Rahm, Day And Others Fail To Put Pressure On Harman In Damp Finale At Open

HOYLAKE, England (AP) — Jon Rahm was so eager to begin chasing down Brian Harman in the final round of the British Open that he was putting his tee in the ground on No. 1 when the starter said: “On the tee, Viktor Hovland.”

Rahm stepped aside and waited his turn, but he was on a mission at Royal Liverpool on Sunday. And after five holes — amid cries of “Do it for Seve!” and “Vamos, Rahmbo!” from spectators — the Spaniard’s deficit to the leader had been trimmed from six shots overnight to three.

It was the closest he, or anyone else, would get all day.

No player in a long and varied list of potential threats to Harman — ranging from major champions (Rahm, Rory McIlroy, Jason Day) to a local favorite (Tommy Fleetwood) to up-and-coming talents (Tom Kim) — could mount any sort of sustained challenge to the American left-hander on a wet and miserable afternoon on the Hoylake links.

Harman started his round on 12-under par and finished it on 13 under. None of the chasers made it to 9 under.

“It was tough.

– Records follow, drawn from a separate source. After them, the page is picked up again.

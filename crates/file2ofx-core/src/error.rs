//! Error types for the conversion pipeline.

use std::path::PathBuf;

use thiserror::Error;

use crate::{detect::Role, diagnostics::RowSkipped};

/// Fatal conversion error.
///
/// Every variant carries enough structure (row numbers, roles, paths) for a
/// caller to render its own message. Non-fatal row problems are reported as
/// [`crate::diagnostics::Diagnostic`] instead.
#[derive(Debug, Error)]
pub enum ConvertError {
    // === Request validation ===
    /// The requested OFX version is not one of the supported revisions.
    #[error("unsupported OFX version '{requested}' (supported: {})", supported.join(", "))]
    UnsupportedVersion {
        /// Version string as requested.
        requested: String,
        /// Accepted version strings.
        supported: Vec<&'static str>,
    },

    // === Input format ===
    /// Encoding or layout could not be resolved from the sample.
    #[error("unresolved input format: {reason}")]
    UnresolvedFormat {
        /// Why sniffing gave up.
        reason: String,
    },

    /// A mandatory column role could not be assigned.
    #[error("column detection failed, missing role(s): {}", format_roles(missing))]
    ColumnDetectionFailed {
        /// Mandatory roles left unresolved.
        missing: Vec<Role>,
    },

    /// The companion `.cols` file is unreadable or empty.
    #[error("invalid column mapping {path}: {reason}")]
    MappingFile {
        /// Path of the mapping file.
        path: PathBuf,
        /// Description of the problem.
        reason: String,
    },

    // === Row parsing ===
    /// Too many rows failed to parse.
    #[error(
        "too many invalid rows: {} of {total} skipped (allowed ratio {ceiling})",
        skipped.len()
    )]
    TooManyInvalidRows {
        /// Every skipped row with its reason.
        skipped: Vec<RowSkipped>,
        /// Number of non-empty data rows seen.
        total: usize,
        /// Configured ceiling ratio.
        ceiling: f64,
    },

    /// No row produced a transaction.
    #[error("no transactions found in input")]
    NoTransactions,

    // === Assembly ===
    /// A mandatory institution field is blank.
    #[error("missing required field '{field}'")]
    MissingField {
        /// Field name.
        field: &'static str,
    },

    // === Output ===
    /// The destination could not be written; no partial file is left behind.
    #[error("failed to write output {path}: {reason}")]
    OutputWriteFailed {
        /// Requested destination.
        path: PathBuf,
        /// Short description.
        reason: String,
        /// Underlying I/O error, if any.
        #[source]
        source: Option<std::io::Error>,
    },

    // === Plumbing ===
    /// I/O error while reading the source.
    #[error("I/O error on {path}: {source}")]
    Io {
        /// File being accessed.
        path: PathBuf,
        /// Underlying error.
        #[source]
        source: std::io::Error,
    },

    /// I/O error while streaming rows.
    #[error("read error: {0}")]
    Read(#[from] std::io::Error),

    /// CSV reader error.
    #[error("CSV error: {0}")]
    Csv(#[from] csv::Error),

    /// Rendering into a caller-supplied writer failed.
    #[error("failed to write document: {0}")]
    Write(#[source] std::io::Error),
}

impl ConvertError {
    pub(crate) fn io(path: impl Into<PathBuf>, source: std::io::Error) -> Self {
        Self::Io { path: path.into(), source }
    }

    pub(crate) fn unresolved(reason: impl Into<String>) -> Self {
        Self::UnresolvedFormat { reason: reason.into() }
    }
}

fn format_roles(roles: &[Role]) -> String {
    roles.iter().map(|r| r.as_str()).collect::<Vec<_>>().join(", ")
}

/// Shorthand `Result` for conversion operations.
pub type ConvertResult<T> = Result<T, ConvertError>;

It was really tough,” said Sepp Straka, who finished in a tie for second place on 7-under par with Rahm, Day and 21-year-old Kim. “It was hard to really go be aggressive.

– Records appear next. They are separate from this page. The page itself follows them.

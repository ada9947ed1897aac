//! Default output naming.

use std::path::{Path, PathBuf};

use anyhow::{Result, bail};

/// Highest numeric suffix tried before giving up.
const MAX_SUFFIX: u32 = 99;

/// `input` with an `.ofx` extension, or `<stem>_N.ofx` (N = 1..=99) when
/// that file already exists.
pub fn default_output(input: &Path) -> Result<PathBuf> {
    let Some(stem) = input.file_stem().and_then(|s| s.to_str()).filter(|s| !s.is_empty()) else {
        bail!("Cannot derive an output name from {}", input.display());
    };

    let candidate = input.with_extension("ofx");
    if !candidate.exists() {
        return Ok(candidate);
    }

    for n in 1..=MAX_SUFFIX {
        let candidate = input.with_file_name(format!("{stem}_{n}.ofx"));
        if !candidate.exists() {
            return Ok(candidate);
        }
    }
    bail!("Could not find a free output name for {} (tried _1 to _{MAX_SUFFIX})", input.display())
}

#[cfg(test)]
mod tests {
    use std::fs;

    use tempfile::tempdir;

    use super::*;

    #[test]
    fn test_free_name() {
        let dir = tempdir().unwrap();
        let input = dir.path().join("bank.csv");
        assert_eq!(default_output(&input).unwrap(), dir.path().join("bank.ofx"));
    }

    #[test]
    fn test_numbered_when_taken() {
        let dir = tempdir().unwrap();
        let input = dir.path().join("bank.csv");
        fs::write(dir.path().join("bank.ofx"), "").unwrap();
        fs::write(dir.path().join("bank_1.ofx"), "").unwrap();
        assert_eq!(default_output(&input).unwrap(), dir.path().join("bank_2.ofx"));
    }

    #[test]
    fn test_gives_up_after_99() {
        let dir = tempdir().unwrap();
        let input = dir.path().join("bank.csv");
        fs::write(dir.path().join("bank.ofx"), "").unwrap();
        for n in 1..=MAX_SUFFIX {
            fs::write(dir.path().join(format!("bank_{n}.ofx")), "").unwrap();
        }
        assert!(default_output(&input).is_err());
    }
}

“Hats off to Brian because it seemed like he was playing an incredible round in these conditions, which is tough when you’re that far ahead. We really couldn’t make any moves, so it was really hard.”

Likely the most frustrated was Rahm, who couldn’t reproduce his brilliance from Saturday when he shot 63 — the best score in 13 British Opens held at Royal Liverpool — to move into contention.

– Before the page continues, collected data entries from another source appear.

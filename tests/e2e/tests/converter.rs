//! E2E tests for the `file2ofx` CLI.

use std::fs;

use assert_cmd::Command;
use e2e_tests::{fixture, listing, stage};
use predicates::prelude::*;
use tempfile::tempdir;

const INSTITUTION: [&str; 4] = ["--fi-id", "123456789", "--account-id", "000111222"];

/// Command for the `file2ofx` binary.
///
/// `cargo_bin` is deprecated over an edge case with custom build
/// directories, but it is the only way to reach another crate's binary.
#[expect(deprecated)]
fn file2ofx() -> Command {
    Command::cargo_bin("file2ofx").unwrap()
}

// ============================================================================
// Successful conversions
// ============================================================================

#[test]
fn test_scenario_default_output_name() {
    let dir = stage(&["scenario.csv"]);
    let input = dir.path().join("scenario.csv");

    file2ofx()
        .arg(&input)
        .args(INSTITUTION)
        .assert()
        .success()
        .stderr(predicate::str::contains("Converted 1 transaction(s)"));

    let content = fs::read_to_string(dir.path().join("scenario.ofx")).unwrap();
    assert!(content.starts_with("OFXHEADER:100\n"));
    assert!(content.contains("<DTPOSTED>20240115000000\n"));
    assert!(content.contains("<TRNAMT>-4.50\n"));
    assert!(content.contains("<TRNTYPE>DEBIT\n"));
}

#[test]
fn test_existing_output_gets_numbered() {
    let dir = stage(&["scenario.csv"]);
    let input = dir.path().join("scenario.csv");
    fs::write(dir.path().join("scenario.ofx"), "keep me").unwrap();

    file2ofx().arg(&input).args(INSTITUTION).assert().success();
    file2ofx().arg(&input).args(INSTITUTION).assert().success();

    assert_eq!(fs::read_to_string(dir.path().join("scenario.ofx")).unwrap(), "keep me");
    assert_eq!(
        listing(dir.path()),
        vec!["scenario.csv", "scenario.ofx", "scenario_1.ofx", "scenario_2.ofx"]
    );
}

#[test]
fn test_bank_export_with_preamble() {
    let dir = tempdir().unwrap();
    let output = dir.path().join("checking.ofx");

    file2ofx()
        .arg(fixture("checking_export.csv"))
        .args(INSTITUTION)
        .args(["-o", output.to_str().unwrap()])
        .assert()
        .success()
        .stderr(predicate::str::contains("Converted 5 transaction(s)"))
        .stderr(predicate::str::contains("warning").not());

    let content = fs::read_to_string(&output).unwrap();
    assert!(content.contains("<TRNAMT>-1250.00"));
    assert!(content.contains("<TRNAMT>3400.00"));
    assert!(content.contains("<TRNAMT>-86.17"));
    assert!(content.contains("<NAME>Transfer to savings"));
    assert_eq!(content.matches("<TRNTYPE>CREDIT").count(), 1);
    assert_eq!(content.matches("<TRNTYPE>DEBIT").count(), 4);
}

#[test]
fn test_config_file_and_modern_version() {
    let dir = tempdir().unwrap();
    let output = dir.path().join("out.ofx");

    file2ofx()
        .arg(fixture("scenario.csv"))
        .args(["--config", fixture("bank.json").to_str().unwrap()])
        .args(["--output", output.to_str().unwrap()])
        .args(["--ledger-balance", "1520.33", "--balance-date", "2024-01-31"])
        .assert()
        .success();

    let content = fs::read_to_string(&output).unwrap();
    assert!(content.starts_with("<?xml version=\"1.0\" encoding=\"UTF-8\" standalone=\"no\"?>"));
    assert!(content.contains("VERSION=\"220\""));
    assert!(content.contains("<ORG>Test Bank</ORG>"));
    assert!(content.contains("<CURDEF>EUR</CURDEF>"));
    assert!(content.contains("<ACCTTYPE>SAVINGS</ACCTTYPE>"));
    assert!(content.contains("<BALAMT>1520.33</BALAMT>"));
    assert!(content.contains("<DTASOF>20240131000000</DTASOF>"));
}

#[test]
fn test_flag_overrides_config_version() {
    let dir = tempdir().unwrap();
    let output = dir.path().join("out.ofx");

    file2ofx()
        .arg(fixture("scenario.csv"))
        .args(["--config", fixture("bank.json").to_str().unwrap()])
        .args(["--ofx-version", "1.6.0", "-o", output.to_str().unwrap()])
        .assert()
        .success();

    let content = fs::read_to_string(&output).unwrap();
    assert!(content.contains("VERSION:160\n"));
}

#[test]
fn test_debit_credit_export_with_balance() {
    let dir = tempdir().unwrap();
    let output = dir.path().join("split.ofx");

    file2ofx()
        .arg(fixture("debit_credit.csv"))
        .args(INSTITUTION)
        .args(["-o", output.to_str().unwrap()])
        .assert()
        .success()
        .stderr(predicate::str::contains("Converted 4 transaction(s)"))
        .stderr(predicate::str::contains("warning").not());

    let content = fs::read_to_string(&output).unwrap();
    assert!(content.contains("<TRNAMT>-4.50\n"));
    assert!(content.contains("<TRNAMT>1500.00\n"));
    assert!(content.contains("<TRNAMT>-900.00\n"));
    assert!(content.contains("<TRNAMT>12.00\n"));
    assert!(!content.contains("995.50"));
}

#[test]
fn test_fixed_width_with_cols_file() {
    let dir = stage(&["fixed.txt", "fixed.cols"]);

    file2ofx()
        .arg(dir.path().join("fixed.txt"))
        .args(INSTITUTION)
        .assert()
        .success()
        .stderr(predicate::str::contains("Converted 3 transaction(s)"));

    let content = fs::read_to_string(dir.path().join("fixed.ofx")).unwrap();
    assert!(content.contains("<TRNAMT>-120.00"));
    assert!(content.contains("<TRNAMT>15.00"));
}

#[test]
fn test_latin1_input_warns() {
    let dir = tempdir().unwrap();
    let output = dir.path().join("out.ofx");

    file2ofx()
        .arg(fixture("latin1.csv"))
        .args(INSTITUTION)
        .args(["-o", output.to_str().unwrap()])
        .assert()
        .success()
        .stderr(predicate::str::contains("decoded as windows-1252"));

    let content = fs::read_to_string(&output).unwrap();
    assert!(content.contains("<NAME>Café Müller"));
}

#[test]
fn test_explicit_encoding_has_no_warning() {
    let dir = tempdir().unwrap();
    let output = dir.path().join("out.ofx");

    file2ofx()
        .arg(fixture("latin1.csv"))
        .args(INSTITUTION)
        .args(["-e", "latin1", "-o", output.to_str().unwrap()])
        .assert()
        .success()
        .stderr(predicate::str::contains("warning").not());
}

#[test]
fn test_explicit_columns_skip_detection() {
    let dir = tempdir().unwrap();
    let output = dir.path().join("out.ofx");

    file2ofx()
        .arg(fixture("no_amount.csv"))
        .args(INSTITUTION)
        .args(["--date-column", "0", "--amount-column", "1", "-o", output.to_str().unwrap()])
        .assert()
        .code(5);
}

// ============================================================================
// Failures and exit codes
// ============================================================================

#[test]
fn test_too_many_invalid_rows() {
    let dir = tempdir().unwrap();
    let output = dir.path().join("out.ofx");

    file2ofx()
        .arg(fixture("bad_rows.csv"))
        .args(INSTITUTION)
        .args(["-o", output.to_str().unwrap()])
        .assert()
        .code(5)
        .stderr(predicate::str::contains("too many invalid rows: 2 of 4"));

    assert!(!output.exists());
    assert!(listing(dir.path()).is_empty());
}

#[test]
fn test_raised_ceiling_and_strict() {
    let dir = tempdir().unwrap();
    let output = dir.path().join("out.ofx");

    file2ofx()
        .arg(fixture("bad_rows.csv"))
        .args(INSTITUTION)
        .args(["--max-invalid-ratio", "0.5", "-o", output.to_str().unwrap()])
        .assert()
        .success()
        .stderr(predicate::str::contains("skipped line 3"))
        .stderr(predicate::str::contains("skipped line 4"));

    file2ofx()
        .arg(fixture("bad_rows.csv"))
        .args(INSTITUTION)
        .args(["--max-invalid-ratio", "0.5", "--strict", "-o", output.to_str().unwrap()])
        .assert()
        .code(2);
}

#[test]
fn test_missing_amount_column() {
    let dir = tempdir().unwrap();

    file2ofx()
        .arg(fixture("no_amount.csv"))
        .args(INSTITUTION)
        .args(["-o", dir.path().join("out.ofx").to_str().unwrap()])
        .assert()
        .code(4)
        .stderr(predicate::str::contains("missing role(s): amount"));
}

#[test]
fn test_unsupported_version() {
    file2ofx()
        .arg(fixture("scenario.csv"))
        .args(INSTITUTION)
        .args(["--ofx-version", "230", "-o", "unused.ofx"])
        .assert()
        .code(6)
        .stderr(predicate::str::contains("supported: 102, 103"));
}

#[test]
fn test_fixed_width_without_mapping() {
    let dir = stage(&["fixed.txt"]);

    file2ofx().arg(dir.path().join("fixed.txt")).args(INSTITUTION).assert().code(3);
    assert_eq!(listing(dir.path()), vec!["fixed.txt"]);
}

#[test]
fn test_missing_account_id() {
    let dir = tempdir().unwrap();

    file2ofx()
        .arg(fixture("scenario.csv"))
        .args(["--fi-id", "123", "-o", dir.path().join("out.ofx").to_str().unwrap()])
        .assert()
        .code(8)
        .stderr(predicate::str::contains("account_id"));
}

#[test]
fn test_output_in_missing_directory() {
    let dir = tempdir().unwrap();
    let output = dir.path().join("nope").join("out.ofx");

    file2ofx()
        .arg(fixture("scenario.csv"))
        .args(INSTITUTION)
        .args(["-o", output.to_str().unwrap()])
        .assert()
        .code(7);
}

#[test]
fn test_missing_input() {
    let dir = tempdir().unwrap();

    file2ofx()
        .arg(dir.path().join("absent.csv"))
        .args(INSTITUTION)
        .assert()
        .code(1)
        .stderr(predicate::str::contains("Error:"));
}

Out in the next-to-last pairing with Hovland, Rahm even got some fortune along the way, notably on the fifth hole when he pulled his drive and the ball landed right between a bunch of bushes and in a good lie.

Rahm would make a 5-footer for birdie and, 10 minutes later, Harman made bogey on the same hole. The gap was three shots. Finally some intrigue on a day many predicted to be a procession?

Not one bit.

Harman birdied his next two holes and Rahm’s putter pretty much went cold until a birdie from 23 feet at the last for a 70. A tie for second place joined his win at the Masters and a tie for 10th at the U.S. Open, making for a strong year in the majors.

Not that that satisfied him.

“He won by six,” Rahm said of Harman. “It’s not like he won by two or three. He won by six, so there’s nothing really any of us could have done.”

Day started a shot further back than Rahm and a bogey on the third hole, after missing the green with his approach and then missing a 6-foot putt for par, ended any realistic chances of a second major title after the PGA Championship in 2015.

Still, second place was beyond the Australian’s expectations. Since winning the AT&T Byron Nelson, he missed the cut in three of his four events — including the PGA Championship and the U.S. Open.

“Considering my play over the last month and a bit hasn’t been that great and then obviously I didn’t have the greatest confidence coming into this week, to be able to finish tied second was nice,” Day said

“But you know,” he added, “I wish I would have cut into the lead a little bit more.”

For Straka, it was his best finish at a major, improving on his tied for seventh at this year’s PGA Championship. The 30-year-old Austrian, who looks headed for a debut Ryder Cup appearance in Rome in September, bogeyed the last after nearly hitting out-of-bounds off the tee to drop out of outright second.

Then there was Kim, the young South Korean starring on another big stage again after two wins on the PGA Tour last year either side of a strong performance in the Presidents Cup.

Playing with an ankle injury, he was tied for the low round of the day with a 67 that didn’t look likely after making bogey at Nos. 1 and 2. He played the last 15 holes in 6 under, the highlight being an eagle at No. 5 after hitting from 251 yards to 12 feet.

“This is just a learning curve, this is my first full year out. These guys have been out here for five to 10-plus years,” Kim said.

“I really have to put it into perspective and keep working hard to keep playing better. I put a lot of work in this year trying to get back to that feeling of kind of contending in big events and it’s kind of nice to see the fruits coming to life.”

Fleetwood, the local hope from just up the coast, couldn’t find any magic on the greens for the second straight day. His chances of finishing second disappeared at the par-3 17th — where he arrived at 6 under for the tournament — when he hit his tee shot into sandy wasteland behind the green.

He made triple and shot 72 for a tie for 10th. It was his seventh top-10 finish in the majors.